Mitte des Kaschmirshawls, die aus dem Blumensaum 

sich schwarz erneut und klärt in ihres Rahmens Kante 

und einen reinen Raum schafft für den Raum..: 

erfährst du dies: dass Namen sich an ihr 

endlos verschwenden: denn sie ist die Mitte. 

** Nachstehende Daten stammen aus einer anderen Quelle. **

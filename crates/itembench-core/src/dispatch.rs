//! Batch dispatcher.
//!
//! Drives a sampled list of generation requests through a
//! [`ContentGenerator`], one request at a time, so console progress and the
//! resulting batch stay index-aligned. A failing request is recorded and the
//! batch moves on; nothing after sampling can abort a run.

use std::panic::AssertUnwindSafe;
use std::path::PathBuf;
use std::sync::Arc;
use std::time::{Duration, Instant};

use futures::FutureExt;
use rand::rngs::StdRng;
use rand::SeedableRng;

use crate::error::GenerationError;
use crate::model::{BatchMetadata, BatchResult, FailedRequest, GeneratedItem, GenerationRequest};
use crate::traits::{ContentGenerator, GeneratorTarget};

/// Default per-request ceiling.
pub const DEFAULT_TIMEOUT_MS: u64 = 120_000;

/// Default reference generation service.
pub const DEFAULT_ENDPOINT: &str = "https://inceptagentic-skill-mcq-lanzf3jtla-uc.a.run.app";

/// Explicit configuration for a dispatch run.
#[derive(Debug, Clone)]
pub struct DispatcherConfig {
    /// Base URL of the HTTP generation service.
    pub endpoint: String,
    /// Skills directory; when set, the in-process generator is used.
    pub skills_root: Option<PathBuf>,
    /// Per-request ceiling in milliseconds.
    pub timeout_ms: u64,
    /// Label written to `metadata.source`.
    pub source: String,
}

impl Default for DispatcherConfig {
    fn default() -> Self {
        Self {
            endpoint: DEFAULT_ENDPOINT.to_string(),
            skills_root: None,
            timeout_ms: DEFAULT_TIMEOUT_MS,
            source: "itembench batch".to_string(),
        }
    }
}

impl DispatcherConfig {
    pub fn timeout(&self) -> Duration {
        Duration::from_millis(self.timeout_ms)
    }
}

/// Which requests of the loaded list a batch processes.
#[derive(Debug, Clone, PartialEq, Eq)]
pub enum SamplePolicy {
    /// Every request.
    All,
    /// The first `n` requests.
    First(usize),
    /// `n` distinct requests drawn uniformly, capped at the list length.
    Random { n: usize, seed: Option<u64> },
}

impl SamplePolicy {
    /// Build a policy from CLI-style flags. Random wins when both are given;
    /// zero counts as not given.
    pub fn from_flags(first: Option<usize>, random: Option<usize>, seed: Option<u64>) -> Self {
        match (first.filter(|n| *n > 0), random.filter(|n| *n > 0)) {
            (_, Some(n)) => SamplePolicy::Random { n, seed },
            (Some(n), None) => SamplePolicy::First(n),
            (None, None) => SamplePolicy::All,
        }
    }

    /// Apply the policy. Sampled requests keep their source order.
    pub fn apply(&self, requests: Vec<GenerationRequest>) -> Vec<GenerationRequest> {
        match *self {
            SamplePolicy::All => requests,
            SamplePolicy::First(n) => requests.into_iter().take(n).collect(),
            SamplePolicy::Random { n, seed } => {
                let len = requests.len();
                let mut rng = match seed {
                    Some(seed) => StdRng::seed_from_u64(seed),
                    None => StdRng::from_entropy(),
                };
                let mut keep = vec![false; len];
                for idx in rand::seq::index::sample(&mut rng, len, n.min(len)) {
                    keep[idx] = true;
                }
                requests
                    .into_iter()
                    .zip(keep)
                    .filter_map(|(request, kept)| kept.then_some(request))
                    .collect()
            }
        }
    }

    /// Suffix for the "Loaded N prompts" banner, e.g. ` (random 20)`.
    pub fn describe(&self) -> String {
        match self {
            SamplePolicy::All => String::new(),
            SamplePolicy::First(n) => format!(" (first {n})"),
            SamplePolicy::Random { n, .. } => format!(" (random {n})"),
        }
    }
}

/// Progress reporting for a dispatch run.
pub trait DispatchProgress: Send + Sync {
    fn on_request_start(&self, index: usize, total: usize, request: &GenerationRequest);
    fn on_request_ok(&self, index: usize, item: &GeneratedItem);
    fn on_request_failed(&self, index: usize, request: &GenerationRequest, error: &GenerationError);
    fn on_batch_complete(&self, result: &BatchResult, elapsed: Duration);
}

/// No-op progress reporter.
pub struct NoopProgress;

impl DispatchProgress for NoopProgress {
    fn on_request_start(&self, _: usize, _: usize, _: &GenerationRequest) {}
    fn on_request_ok(&self, _: usize, _: &GeneratedItem) {}
    fn on_request_failed(&self, _: usize, _: &GenerationRequest, _: &GenerationError) {}
    fn on_batch_complete(&self, _: &BatchResult, _: Duration) {}
}

/// Sequential batch dispatcher.
pub struct Dispatcher {
    generator: Arc<dyn ContentGenerator>,
    config: DispatcherConfig,
}

impl Dispatcher {
    pub fn new(generator: Arc<dyn ContentGenerator>, config: DispatcherConfig) -> Self {
        Self { generator, config }
    }

    pub fn config(&self) -> &DispatcherConfig {
        &self.config
    }

    /// Sample `requests` and generate one item per request.
    pub async fn dispatch(
        &self,
        requests: Vec<GenerationRequest>,
        policy: &SamplePolicy,
        input_file: &str,
        progress: &dyn DispatchProgress,
    ) -> BatchResult {
        let start = Instant::now();
        let requests = policy.apply(requests);
        let total = requests.len();

        tracing::info!(
            total,
            generator = self.generator.name(),
            target = %self.generator.target(),
            "dispatching batch"
        );

        let mut generated = Vec::with_capacity(total);
        let mut errors = Vec::new();

        for (index, request) in requests.into_iter().enumerate() {
            progress.on_request_start(index, total, &request);

            match self.generate_one(&request).await {
                Ok(item) => {
                    progress.on_request_ok(index, &item);
                    generated.push(item);
                }
                Err(e) => {
                    tracing::warn!(
                        index,
                        substandard_id = request.substandard_id().unwrap_or("?"),
                        "generation failed: {e}"
                    );
                    progress.on_request_failed(index, &request, &e);
                    errors.push(FailedRequest {
                        request,
                        error: e.record_message(),
                    });
                }
            }
        }

        let (endpoint, skills_root) = match self.generator.target() {
            GeneratorTarget::Endpoint(url) => (Some(url), None),
            GeneratorTarget::SkillsRoot(path) => (None, Some(path.display().to_string())),
        };

        let result = BatchResult {
            metadata: BatchMetadata {
                source: self.config.source.clone(),
                endpoint,
                skills_root,
                input_file: input_file.to_string(),
                total,
                success: generated.len(),
                failed: errors.len(),
                timestamp: chrono::Utc::now(),
            },
            generated_content: generated,
            errors,
        };

        progress.on_batch_complete(&result, start.elapsed());
        result
    }

    /// One request under the per-request ceiling. Only the first returned
    /// content entry is kept.
    async fn generate_one(
        &self,
        request: &GenerationRequest,
    ) -> Result<GeneratedItem, GenerationError> {
        let call = AssertUnwindSafe(self.generator.generate(request)).catch_unwind();
        let contents = match tokio::time::timeout(self.config.timeout(), call).await {
            Err(_) => return Err(GenerationError::Timeout(self.config.timeout_ms)),
            Ok(Err(panic)) => return Err(GenerationError::Sdk(panic_message(&*panic))),
            Ok(Ok(result)) => result?,
        };

        let first = contents
            .into_iter()
            .next()
            .ok_or(GenerationError::EmptyContent)?;
        Ok(GeneratedItem::from_generated(request.clone(), first))
    }
}

fn panic_message(panic: &(dyn std::any::Any + Send)) -> String {
    let detail = panic
        .downcast_ref::<&str>()
        .map(|s| s.to_string())
        .or_else(|| panic.downcast_ref::<String>().cloned())
        .unwrap_or_else(|| "unknown panic".to_string());
    format!("generator panicked: {detail}")
}

#[cfg(test)]
mod tests {
    use super::*;
    use crate::model::{GeneratedContent, ItemContent, Skills};
    use async_trait::async_trait;
    use std::collections::HashSet;
    use std::sync::Mutex;

    fn request(id: &str) -> GenerationRequest {
        GenerationRequest {
            kind: Some("mcq".into()),
            skills: Some(Skills {
                substandard_id: Some(id.into()),
                ..Default::default()
            }),
            ..Default::default()
        }
    }

    /// Behaves according to the substandard id: "slow" sleeps, "empty"
    /// returns nothing, "bad" answers HTTP 500, "boom" panics, "two"
    /// returns two entries.
    struct ScriptedGenerator {
        seen: Mutex<Vec<String>>,
    }

    impl ScriptedGenerator {
        fn new() -> Self {
            Self {
                seen: Mutex::new(Vec::new()),
            }
        }
    }

    #[async_trait]
    impl ContentGenerator for ScriptedGenerator {
        fn name(&self) -> &str {
            "scripted"
        }

        fn target(&self) -> GeneratorTarget {
            GeneratorTarget::Endpoint("http://scripted".into())
        }

        async fn generate(
            &self,
            request: &GenerationRequest,
        ) -> Result<Vec<GeneratedContent>, GenerationError> {
            let id = request.substandard_id().unwrap_or_default().to_string();
            self.seen.lock().unwrap().push(id.clone());
            let entry = |suffix: &str| GeneratedContent {
                id: format!("{id}-{suffix}").into(),
                content: ItemContent::default(),
            };
            match id.as_str() {
                "slow" => {
                    tokio::time::sleep(Duration::from_secs(600)).await;
                    Ok(vec![entry("late")])
                }
                "empty" => Ok(vec![]),
                "bad" => Err(GenerationError::HttpStatus {
                    status: 500,
                    body: "internal error".into(),
                }),
                "boom" => panic!("generator exploded"),
                "two" => Ok(vec![entry("a"), entry("b")]),
                _ => Ok(vec![entry("item")]),
            }
        }
    }

    fn dispatcher(generator: Arc<ScriptedGenerator>, timeout_ms: u64) -> Dispatcher {
        Dispatcher::new(
            generator,
            DispatcherConfig {
                timeout_ms,
                ..Default::default()
            },
        )
    }

    #[test]
    fn random_takes_precedence_over_first() {
        assert_eq!(
            SamplePolicy::from_flags(Some(5), Some(10), None),
            SamplePolicy::Random { n: 10, seed: None }
        );
        assert_eq!(
            SamplePolicy::from_flags(Some(5), None, None),
            SamplePolicy::First(5)
        );
        assert_eq!(SamplePolicy::from_flags(Some(0), Some(0), None), SamplePolicy::All);
    }

    #[test]
    fn first_n_is_a_prefix() {
        let requests: Vec<_> = (0..5).map(|i| request(&i.to_string())).collect();
        let sampled = SamplePolicy::First(3).apply(requests.clone());
        assert_eq!(sampled, requests[..3].to_vec());
        assert_eq!(SamplePolicy::First(10).apply(requests.clone()).len(), 5);
    }

    #[test]
    fn random_n_samples_distinct_requests() {
        let requests: Vec<_> = (0..100).map(|i| request(&format!("s{i}"))).collect();
        let sampled = SamplePolicy::Random { n: 10, seed: None }.apply(requests.clone());
        assert_eq!(sampled.len(), 10);

        let ids: HashSet<_> = sampled.iter().map(|r| r.substandard_id()).collect();
        assert_eq!(ids.len(), 10, "no duplicates");
        assert!(sampled.iter().all(|r| requests.contains(r)));
    }

    #[test]
    fn random_n_is_capped_and_seedable() {
        let requests: Vec<_> = (0..4).map(|i| request(&i.to_string())).collect();
        let policy = SamplePolicy::Random { n: 50, seed: Some(7) };
        assert_eq!(policy.apply(requests.clone()).len(), 4);

        let policy = SamplePolicy::Random { n: 2, seed: Some(7) };
        assert_eq!(policy.apply(requests.clone()), policy.apply(requests));
    }

    #[tokio::test]
    async fn failures_are_isolated_and_counted() {
        let generator = Arc::new(ScriptedGenerator::new());
        let dispatcher = dispatcher(Arc::clone(&generator), 1_000);
        let requests = vec![
            request("ok1"),
            request("bad"),
            request("empty"),
            request("boom"),
            request("ok2"),
        ];

        let result = dispatcher
            .dispatch(requests, &SamplePolicy::All, "in.jsonl", &NoopProgress)
            .await;

        assert_eq!(result.metadata.total, 5);
        assert_eq!(result.metadata.success, 2);
        assert_eq!(result.metadata.failed, 3);
        assert_eq!(
            result.generated_content.len() + result.errors.len(),
            result.metadata.total
        );
        assert_eq!(result.generated_content[0].id, "ok1-item");
        assert_eq!(result.generated_content[1].id, "ok2-item");
        assert_eq!(result.errors[0].error, "internal error");
        assert_eq!(result.errors[1].error, "No content in response");
        assert!(result.errors[2].error.contains("generator exploded"));
        assert_eq!(result.metadata.input_file, "in.jsonl");
        assert_eq!(result.metadata.endpoint.as_deref(), Some("http://scripted"));

        let seen = generator.seen.lock().unwrap().clone();
        assert_eq!(seen, vec!["ok1", "bad", "empty", "boom", "ok2"]);
    }

    #[tokio::test(start_paused = true)]
    async fn timeout_is_recorded_not_retried() {
        let generator = Arc::new(ScriptedGenerator::new());
        let dispatcher = dispatcher(Arc::clone(&generator), 120_000);

        let result = dispatcher
            .dispatch(
                vec![request("slow"), request("ok")],
                &SamplePolicy::All,
                "",
                &NoopProgress,
            )
            .await;

        assert_eq!(result.metadata.failed, 1);
        assert_eq!(result.errors[0].error, "Request timeout");
        assert_eq!(result.metadata.success, 1);
        assert_eq!(generator.seen.lock().unwrap().len(), 2);
    }

    #[tokio::test]
    async fn only_first_content_entry_is_kept() {
        let generator = Arc::new(ScriptedGenerator::new());
        let result = dispatcher(generator, 1_000)
            .dispatch(vec![request("two")], &SamplePolicy::All, "", &NoopProgress)
            .await;
        assert_eq!(result.generated_content.len(), 1);
        assert_eq!(result.generated_content[0].id, "two-a");
        assert_eq!(result.generated_content[0].request, request("two"));
    }

    #[tokio::test]
    async fn random_sample_dispatches_exactly_n() {
        let generator = Arc::new(ScriptedGenerator::new());
        let requests: Vec<_> = (0..100).map(|i| request(&format!("s{i}"))).collect();
        let result = dispatcher(Arc::clone(&generator), 1_000)
            .dispatch(
                requests,
                &SamplePolicy::Random { n: 10, seed: None },
                "",
                &NoopProgress,
            )
            .await;

        assert_eq!(result.metadata.total, 10);
        let seen: HashSet<_> = generator.seen.lock().unwrap().iter().cloned().collect();
        assert_eq!(seen.len(), 10);
    }
}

Wie es auch sei, das Muster unserer Schritte, 

um eine solche Leere wandeln wir. 

 

Rainer Maria Rilke, 1923

 

 

 

 

Es gibt so wunderweiße Nächte

Rainer Maria Rilke

 

Es gibt so wunderweiße Nächte,

drin alle Dinge Silber sind.

Da schimmert mancher Stern so lind,

als ob er fromme Hirten brächte

zu einem neuen Jesuskind.

Weit wie mit dichtem Diamantstaube

bestreut, erscheinen Flur und Flut,

und in die Herzen, traumgemut,

steigt ein kapellenloser Glaube,

der leise seine Wunder tut.

©Petra Gleibs
©Petra Gleibs

 

 

 

 

Herbsttag

 

Herr, es ist Zeit. Der Sommer war sehr groß.
Leg deinen Schatten auf die Sonnenuhren,
und auf den Fluren lass die Winde los.

Befiehl den letzten Früchten, voll zu sein;
gieb ihnen noch zwei südlichere Tage,
dränge sie zur Vollendung hin, und jage
die letzte Süße in den schweren Wein.

Wer jetzt kein Haus hat, baut sich keines mehr.
Wer jetzt allein ist, wird es lange bleiben,
wird wachen, lesen, lange Briefe schreiben
und wird in den Alleen hin und her
unruhig wandern, wenn die Blätter treiben. 


Rainer Maria Rilke, 21.9.1902, Paris

 

 

 

 

Herbst

 

Die Blätter fallen, fallen wie von weit,
als welkten in den Himmeln ferne Gärten;
sie fallen mit verneinender Gebärde.

Und in den Nächten fällt die schwere Erde
aus allen Sternen in die Einsamkeit.

Wir alle fallen. Diese Hand da fällt.
Und sieh dir andre an: es ist in allen.

Und doch ist Einer, welcher dieses Fallen
unendlich sanft in seinen Händen hält.